//! Operations a host page (or a recording of one) applies to the [`Document`].

use serde::{Deserialize, Serialize};

use crate::dom::{Document, MediaEventKind, NodeId, Selector};
use crate::error::ActivityError;

/// Declarative element subtree, built detached and attached in one mutation.
#[derive(Debug, Clone, PartialEq, Eq, Serialize, Deserialize)]
pub struct ElementSpec {
    pub tag: String,
    #[serde(default, skip_serializing_if = "Option::is_none")]
    pub id: Option<String>,
    #[serde(default, skip_serializing_if = "Vec::is_empty")]
    pub class: Vec<String>,
    #[serde(default, skip_serializing_if = "Option::is_none")]
    pub text: Option<String>,
    #[serde(default, skip_serializing_if = "Vec::is_empty")]
    pub children: Vec<ElementSpec>,
}

impl ElementSpec {
    pub fn new(tag: impl Into<String>) -> Self {
        Self {
            tag: tag.into(),
            id: None,
            class: Vec::new(),
            text: None,
            children: Vec::new(),
        }
    }

    pub fn with_id(mut self, id: impl Into<String>) -> Self {
        self.id = Some(id.into());
        self
    }

    /// Space-separated class list.
    pub fn with_class(mut self, classes: &str) -> Self {
        self.class.extend(classes.split_whitespace().map(str::to_string));
        self
    }

    pub fn with_text(mut self, text: impl Into<String>) -> Self {
        self.text = Some(text.into());
        self
    }

    pub fn with_child(mut self, child: ElementSpec) -> Self {
        self.children.push(child);
        self
    }

    /// Create the subtree in `doc` without attaching it.
    pub fn build(&self, doc: &mut Document) -> NodeId {
        let node = doc.create_element(&self.tag);
        if let Some(id) = &self.id {
            doc.set_element_id(node, id.clone());
        }
        for class in &self.class {
            doc.add_class(node, class.clone());
        }
        if let Some(text) = &self.text {
            doc.set_text(node, text.clone());
        }
        for child in &self.children {
            let child = child.build(doc);
            doc.append_child(node, child);
        }
        node
    }
}

#[derive(Debug, Clone, PartialEq, Serialize, Deserialize)]
#[serde(tag = "op", rename_all = "snake_case")]
pub enum HostEvent {
    /// Attach `element` under the first match of `parent`.
    Append { parent: String, element: ElementSpec },
    Remove { selector: String },
    SetText { selector: String, text: String },
    /// Change the location without touching the tree, like `history.pushState`.
    Navigate { path: String },
    /// Ask the application observer to compare the location again.
    Recheck,
    /// Update the media element's properties, then fire `event` on it.
    Media {
        selector: String,
        event: MediaEventKind,
        #[serde(default, skip_serializing_if = "Option::is_none")]
        current_time: Option<f64>,
        #[serde(default, skip_serializing_if = "Option::is_none")]
        duration: Option<f64>,
        #[serde(default, skip_serializing_if = "Option::is_none")]
        ready_state: Option<u8>,
    },
}

impl HostEvent {
    pub fn append(parent: impl Into<String>, element: ElementSpec) -> Self {
        Self::Append {
            parent: parent.into(),
            element,
        }
    }

    pub fn remove(selector: impl Into<String>) -> Self {
        Self::Remove {
            selector: selector.into(),
        }
    }

    pub fn set_text(selector: impl Into<String>, text: impl Into<String>) -> Self {
        Self::SetText {
            selector: selector.into(),
            text: text.into(),
        }
    }

    pub fn navigate(path: impl Into<String>) -> Self {
        Self::Navigate { path: path.into() }
    }

    /// A media event with no property changes.
    pub fn media(selector: impl Into<String>, event: MediaEventKind) -> Self {
        Self::Media {
            selector: selector.into(),
            event,
            current_time: None,
            duration: None,
            ready_state: None,
        }
    }

    /// `timeupdate` at `seconds`.
    pub fn time_update(selector: impl Into<String>, seconds: f64) -> Self {
        Self::Media {
            selector: selector.into(),
            event: MediaEventKind::TimeUpdate,
            current_time: Some(seconds),
            duration: None,
            ready_state: None,
        }
    }

    pub fn op(&self) -> &'static str {
        match self {
            Self::Append { .. } => "append",
            Self::Remove { .. } => "remove",
            Self::SetText { .. } => "set_text",
            Self::Navigate { .. } => "navigate",
            Self::Recheck => "recheck",
            Self::Media { .. } => "media",
        }
    }
}

/// First element (body included) matching `selector`.
pub fn find(doc: &Document, selector: &str) -> Result<NodeId, ActivityError> {
    let parsed = Selector::parse(selector)?;
    doc.query_document(&parsed)
        .into_iter()
        .next()
        .ok_or_else(|| ActivityError::NodeNotFound {
            selector: selector.to_string(),
        })
}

----------

What you will do. Return only the stretch of the material above from the line holding "for class in" through the line holding "#[derive(Debug, Clone, PartialEq, Serialize, Deserialize)]", copied exactly.

Task result.
        for class in &self.class {
            doc.add_class(node, class.clone());
        }
        if let Some(text) = &self.text {
            doc.set_text(node, text.clone());
        }
        for child in &self.children {
            let child = child.build(doc);
            doc.append_child(node, child);
        }
        node
    }
}

#[derive(Debug, Clone, PartialEq, Serialize, Deserialize)]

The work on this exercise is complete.